On that issue, it was said that:

It is using personality(0x40008) which is ADDR_NO_RANDOMIZE | PER_LINUX32 which disables ASLR (and forces 32 bit). I am not sure about allowing this though, it means anyone can just disable ASLR, which significantly reduces security.

I'm not sure this is the full story, and I think it should be revisited.

My understanding is that the "anyone" who can disable ASLR is someone who's already within the container and does personality() to disable ASLR of the calling process and its child processes. The only ASLR that is disabled is for the process that does personality() and its children. It doesn't affect anything outside the container.

Furthermore it seems as though the effects are reversed when doing suid/sgid (https://github.com/torvalds/linux/blob/5147da902e0dd162c6254a61e4c57f21b60a9b1c/include/uapi/linux/personality.h#L27-L34)

% personality setarch `uname -m` -R /bin/bash

$ cat /proc/self/maps | grep cat | sha1sum
25947c3fa9e641aab4bd0e2c35e56d3d80bdb8f1  -

$ cat /proc/self/maps | grep cat | sha1sum
25947c3fa9e641aab4bd0e2c35e56d3d80bdb8f1  -

(ASLR is disabled when cat is run ordinarily)

vs.

% personality setarch `uname -m` -R /bin/bash

$ sudo cat /proc/self/maps | grep cat | sha1sum
92a1f335686a52a9026ffe26faf3cc98c316e935  -

$ sudo cat /proc/self/maps | grep cat | sha1sum
01155bf3f1cadc25d9709d4654d057f967256512  -

(ASLR is enabled when cat is run under sudo)

If an attacker is already in the container and can call personality(), it doesn't win them anything. I don't see how it gets them any closer to a privesc within the container (as above, the effects are reversed when doing suid/sgid) and I don't see how it gets them any closer to a container escape.

A program that does personality() might do so for good reason (e.g. in the case of gdb trying to disable ASLR on the process being run, to allow for more deterministic debugging). It might also do so for bad reason, and make security worse for itself with respect to remote attackers who aren't already in the container. In such a bad case, it's a bug in the software that calls personality(), and I'm not convinced that the default seccomp profile should be saying "I'm going to stop you doing that for your own good".

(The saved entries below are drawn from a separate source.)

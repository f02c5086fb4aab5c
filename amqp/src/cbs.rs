//! Claims-based-security node.
//!
//! The `$cbs` node accepts `put-token` requests that attach a token to an
//! audience on an open connection, so credentials can be renewed without
//! tearing the connection down.

use crate::auth::{AuthorizationType, TokenProvider};
use crate::common::{AmqpError, AmqpResult};
use crate::transport::{AmqpRequest, RequestResponseLink};
use async_trait::async_trait;
use chrono::{DateTime, Utc};
use std::fmt;
use std::sync::Arc;
use std::time::Duration;

/// Address of the claims-based-security node
pub const CBS_ADDRESS: &str = "$cbs";

/// Session name used for the CBS request/response link
pub const CBS_SESSION_NAME: &str = "cbs-session";

pub const PUT_TOKEN_OPERATION: &str = "put-token";

/// Capability used by [`TokenRefreshManager`](crate::auth::TokenRefreshManager)
/// to authorize an audience.
#[async_trait]
pub trait ClaimsBasedSecurityNode: Send + Sync {
    /// Perform one authorization round-trip and return the token's expiry.
    async fn authorize(&self, audience: &str, scopes: &str) -> AmqpResult<DateTime<Utc>>;

    async fn close(&self) -> AmqpResult<()>;
}

impl fmt::Debug for dyn ClaimsBasedSecurityNode {
    fn fmt(&self, f: &mut fmt::Formatter<'_>) -> fmt::Result {
        f.write_str("ClaimsBasedSecurityNode")
    }
}

/// [`ClaimsBasedSecurityNode`] backed by a `$cbs` request/response link.
pub struct CbsChannel {
    link: Arc<dyn RequestResponseLink>,
    token_provider: Arc<dyn TokenProvider>,
    authorization_type: AuthorizationType,
    operation_timeout: Duration,
}

impl CbsChannel {
    pub fn new(
        link: Arc<dyn RequestResponseLink>,
        token_provider: Arc<dyn TokenProvider>,
        authorization_type: AuthorizationType,
        operation_timeout: Duration,
    ) -> Self {
        Self {
            link,
            token_provider,
            authorization_type,
            operation_timeout,
        }
    }
}

impl fmt::Debug for CbsChannel {
    fn fmt(&self, f: &mut fmt::Formatter<'_>) -> fmt::Result {
        f.debug_struct("CbsChannel")
            .field("authorization_type", &self.authorization_type)
            .field("operation_timeout", &self.operation_timeout)
            .finish_non_exhaustive()
    }
}

#[async_trait]
impl ClaimsBasedSecurityNode for CbsChannel {
    async fn authorize(&self, audience: &str, scopes: &str) -> AmqpResult<DateTime<Utc>> {
        let token = self.token_provider.get_token(scopes).await?;

        let request = AmqpRequest::new(PUT_TOKEN_OPERATION)
            .with_property("operation", PUT_TOKEN_OPERATION)
            .with_property("type", self.authorization_type.token_type())
            .with_property("name", audience)
            .with_property("expiration", token.expires_at.timestamp().to_string())
            .with_body(token.token);

        log::debug!("Sending put-token for audience '{audience}'");

        let response = tokio::time::timeout(self.operation_timeout, self.link.request(request))
            .await
            .map_err(|_| AmqpError::timeout("cbs put-token", self.operation_timeout))??;

        let code = response.status_code;
        if code.is_success() {
            log::debug!(
                "Authorization accepted for '{audience}', token expires at {}",
                token.expires_at
            );
            return Ok(token.expires_at);
        }

        if code.is_retriable() {
            log::warn!("CBS node busy while authorizing '{audience}': {code}");
            return Err(AmqpError::transient(format!(
                "CBS node returned {code} for '{audience}': {}",
                response.description()
            )));
        }

        log::error!("Authorization rejected for '{audience}': {code}");
        Err(AmqpError::Authentication {
            audience: audience.to_string(),
            code,
            description: response.description().to_string(),
        })
    }

    async fn close(&self) -> AmqpResult<()> {
        self.link.close().await
    }
}
use super::connection_string::ConnectionStringProperties;
use super::provider::{AccessToken, TokenProvider};
use crate::common::{AmqpError, AmqpResult};
use async_trait::async_trait;
use base64::{Engine as _, engine::general_purpose};
use chrono::{DateTime, Duration, TimeZone, Utc};
use std::fmt;
use hmac::{Hmac, Mac};
use sha2::Sha256;
use zeroize::Zeroizing;

type HmacSha256 = Hmac<Sha256>;

/// Generator for Shared Access Signature (SAS) tokens.
///
/// Creates time-limited authentication tokens using HMAC-SHA256 signing with
/// a shared access key. The signed string is the URL-encoded audience followed
/// by a newline and the expiry as a unix timestamp.
///
/// # Examples
///
/// ```no_run
/// use amqp::auth::SasTokenGenerator;
/// use chrono::{Duration, Utc};
///
/// let generator = SasTokenGenerator::new("RootManageSharedAccessKey", "secret-key");
/// let token = generator.generate(
///     "amqp://my-ns.servicebus.windows.net/telemetry",
///     Utc::now() + Duration::hours(1),
/// )?;
/// # Ok::<(), amqp::common::AmqpError>(())
/// ```
#[derive(Clone)]
pub struct SasTokenGenerator {
    key_name: String,
    key: Zeroizing<String>,
}

impl fmt::Debug for SasTokenGenerator {
    fn fmt(&self, f: &mut fmt::Formatter<'_>) -> fmt::Result {
        f.debug_struct("SasTokenGenerator")
            .field("key_name", &self.key_name)
            .field("key", &"<redacted>")
            .finish()
    }
}

impl SasTokenGenerator {
    pub fn new(key_name: impl Into<String>, key: impl Into<String>) -> Self {
        Self {
            key_name: key_name.into(),
            key: Zeroizing::new(key.into()),
        }
    }

    pub fn key_name(&self) -> &str {
        &self.key_name
    }

    /// Generates a SAS token granting access to `audience` until `expires_at`.
    ///
    /// # Errors
    ///
    /// Returns [`AmqpError::Configuration`] if the HMAC cannot be keyed.
    pub fn generate(&self, audience: &str, expires_at: DateTime<Utc>) -> AmqpResult<String> {
        let expiry_timestamp = expires_at.timestamp();
        let encoded_audience = urlencoding::encode(audience);
        let string_to_sign = format!("{encoded_audience}\n{expiry_timestamp}");

        let mut mac = HmacSha256::new_from_slice(self.key.as_bytes())
            .map_err(|e| AmqpError::Configuration(format!("Failed to create HMAC: {e}")))?;

        mac.update(string_to_sign.as_bytes());
        let signature = mac.finalize();
        let signature_base64 = general_purpose::STANDARD.encode(signature.into_bytes());

        Ok(format!(
            "SharedAccessSignature sr={}&sig={}&se={}&skn={}",
            encoded_audience,
            urlencoding::encode(&signature_base64),
            expiry_timestamp,
            self.key_name
        ))
    }
}

/// [`TokenProvider`] signing a fresh SAS token for every authorize call.
#[derive(Clone, Debug)]
pub struct SharedAccessKeyCredential {
    generator: SasTokenGenerator,
    validity: Duration,
}

impl SharedAccessKeyCredential {
    pub fn new(key_name: impl Into<String>, key: impl Into<String>, validity: Duration) -> Self {
        Self {
            generator: SasTokenGenerator::new(key_name, key),
            validity,
        }
    }

    pub fn from_connection_string(
        properties: &ConnectionStringProperties,
        validity: Duration,
    ) -> AmqpResult<Self> {
        match (
            properties.shared_access_key_name(),
            properties.shared_access_key(),
        ) {
            (Some(key_name), Some(key)) => Ok(Self::new(key_name, key, validity)),
            _ => Err(AmqpError::InvalidConnectionString(
                "Connection string does not carry a shared access key".to_string(),
            )),
        }
    }
}

#[async_trait]
impl TokenProvider for SharedAccessKeyCredential {
    async fn get_token(&self, audience: &str) -> AmqpResult<AccessToken> {
        let expires_at = Utc::now() + self.validity;
        let token = self.generator.generate(audience, expires_at)?;
        log::debug!(
            "Generated SAS token for '{audience}' with key '{}'",
            self.generator.key_name()
        );
        Ok(AccessToken::new(token, expires_at))
    }
}

/// [`TokenProvider`] returning a signature computed elsewhere.
///
/// The expiry is read from the `se` field of the signature.
#[derive(Clone)]
pub struct SharedAccessSignatureCredential {
    signature: Zeroizing<String>,
    expires_at: DateTime<Utc>,
}

impl fmt::Debug for SharedAccessSignatureCredential {
    fn fmt(&self, f: &mut fmt::Formatter<'_>) -> fmt::Result {
        f.debug_struct("SharedAccessSignatureCredential")
            .field("signature", &"<redacted>")
            .field("expires_at", &self.expires_at)
            .finish()
    }
}

impl SharedAccessSignatureCredential {
    pub fn new(signature: impl Into<String>) -> AmqpResult<Self> {
        let signature = signature.into();
        let expiry = signature
            .trim_start_matches("SharedAccessSignature")
            .trim()
            .split('&')
            .find_map(|field| field.strip_prefix("se="))
            .and_then(|value| value.parse::<i64>().ok())
            .ok_or_else(|| {
                AmqpError::InvalidConnectionString(
                    "Shared access signature has no valid 'se' expiry".to_string(),
                )
            })?;

        let expires_at = Utc.timestamp_opt(expiry, 0).single().ok_or_else(|| {
            AmqpError::InvalidConnectionString(format!(
                "Shared access signature expiry {expiry} is out of range"
            ))
        })?;

        Ok(Self {
            signature: Zeroizing::new(signature),
            expires_at,
        })
    }
}

#[async_trait]
impl TokenProvider for SharedAccessSignatureCredential {
    async fn get_token(&self, _audience: &str) -> AmqpResult<AccessToken> {
        Ok(AccessToken::new(self.signature.as_str(), self.expires_at))
    }
}
use crate::common::AmqpResult;
use crate::session::AmqpSession;
use std::collections::HashMap;
use std::future::Future;
use std::sync::atomic::{AtomicBool, Ordering};
use std::sync::{Arc, Mutex, MutexGuard};
use tokio::sync::OnceCell;

/// One table entry, initialized at most once.
#[derive(Default)]
pub(crate) struct SessionSlot {
    session: OnceCell<AmqpSession>,
    orphaned: AtomicBool,
}

impl SessionSlot {
    pub async fn get_or_try_init<F, Fut>(&self, init: F) -> AmqpResult<&AmqpSession>
    where
        F: FnOnce() -> Fut,
        Fut: Future<Output = AmqpResult<AmqpSession>>,
    {
        self.session.get_or_try_init(init).await
    }

    pub fn get(&self) -> Option<&AmqpSession> {
        self.session.get()
    }

    fn initialized(&self) -> bool {
        self.session.initialized()
    }

    /// Take the slot out of service; an empty slot leaves its creator to end the session
    fn detach(&self) -> Option<AmqpSession> {
        let session = self.get().cloned();
        self.orphaned.store(session.is_none(), Ordering::SeqCst);
        session
    }
}

/// Who is responsible for a session after its creation finished.
#[derive(Debug, Clone, Copy, PartialEq, Eq)]
pub(crate) enum SlotOwner {
    /// Still registered; the table ends it on removal or close
    Table,
    /// Removed while empty; nobody else will end it
    Creator,
    /// Removed after creation; whoever removed it ended it
    Remover,
}

/// Name-keyed table of sessions.
///
/// Each name maps to a slot that is initialized at most once. The table lock
/// is only held to find or insert a slot; session creation itself runs
/// outside it, so concurrent callers for one name await the same slot while
/// other names proceed independently.
#[derive(Default)]
pub(crate) struct SessionTable {
    slots: Mutex<HashMap<String, Arc<SessionSlot>>>,
}

impl SessionTable {
    pub fn new() -> Self {
        Self::default()
    }

    fn lock(&self) -> MutexGuard<'_, HashMap<String, Arc<SessionSlot>>> {
        self.slots.lock().unwrap_or_else(|poisoned| poisoned.into_inner())
    }

    /// Get the slot for `name`, inserting an empty one if absent
    pub fn slot(&self, name: &str) -> Arc<SessionSlot> {
        self.lock().entry(name.to_string()).or_default().clone()
    }

    pub fn get(&self, name: &str) -> Option<AmqpSession> {
        self.lock().get(name).and_then(|slot| slot.get().cloned())
    }

    /// Remove the entry for `name`; returns the session if one had been created
    pub fn remove(&self, name: &str) -> Option<AmqpSession> {
        self.lock().remove(name)?.detach()
    }

    /// Remove `session` only if it is still the instance registered under its name
    pub fn remove_instance(&self, session: &AmqpSession) -> bool {
        let mut slots = self.lock();
        let registered = slots
            .get(session.name())
            .and_then(|slot| slot.get())
            .is_some_and(|current| current == session);
        if registered {
            slots.remove(session.name());
        }
        registered
    }

    /// Drop an empty `slot` left behind by a failed creation
    pub fn discard_slot(&self, name: &str, slot: &Arc<SessionSlot>) -> bool {
        let mut slots = self.lock();
        let stale = slots
            .get(name)
            .is_some_and(|current| Arc::ptr_eq(current, slot) && !current.initialized());
        if stale {
            slots.remove(name);
            slot.orphaned.store(true, Ordering::SeqCst);
        }
        stale
    }

    /// Decide who ends the session held by `slot` now that it is created
    pub fn owner(&self, name: &str, slot: &Arc<SessionSlot>) -> SlotOwner {
        let slots = self.lock();
        if slots
            .get(name)
            .is_some_and(|current| Arc::ptr_eq(current, slot))
        {
            SlotOwner::Table
        } else if slot.orphaned.load(Ordering::SeqCst) {
            SlotOwner::Creator
        } else {
            SlotOwner::Remover
        }
    }

    /// Take every created session out of the table
    pub fn drain(&self) -> Vec<AmqpSession> {
        self.lock()
            .drain()
            .filter_map(|(_, slot)| slot.detach())
            .collect()
    }

    pub fn len(&self) -> usize {
        self.lock()
            .values()
            .filter(|slot| slot.initialized())
            .count()
    }

    pub fn names(&self) -> Vec<String> {
        self.lock()
            .iter()
            .filter(|(_, slot)| slot.initialized())
            .map(|(name, _)| name.clone())
            .collect()
    }
}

If there is indeed a security risk to the host in allowing a process to disable its (and its non-privileged childrens') ASLR, then personality(...|ADDR_NO_RANDOMIZE) should stay blocked. However, if there's no risk to the host in allowing it, I think it should be permitted by the default seccomp profile.

The text was updated successfully, but these errors were encountered:

thaJeztah · 2021-11-12T09:37:10Z

@justincormack ptal

justincormack · 2021-11-12T11:58:30Z

ASLR is a security protection, you can customise or remove the default seccomp policy if you don't want to enforce it.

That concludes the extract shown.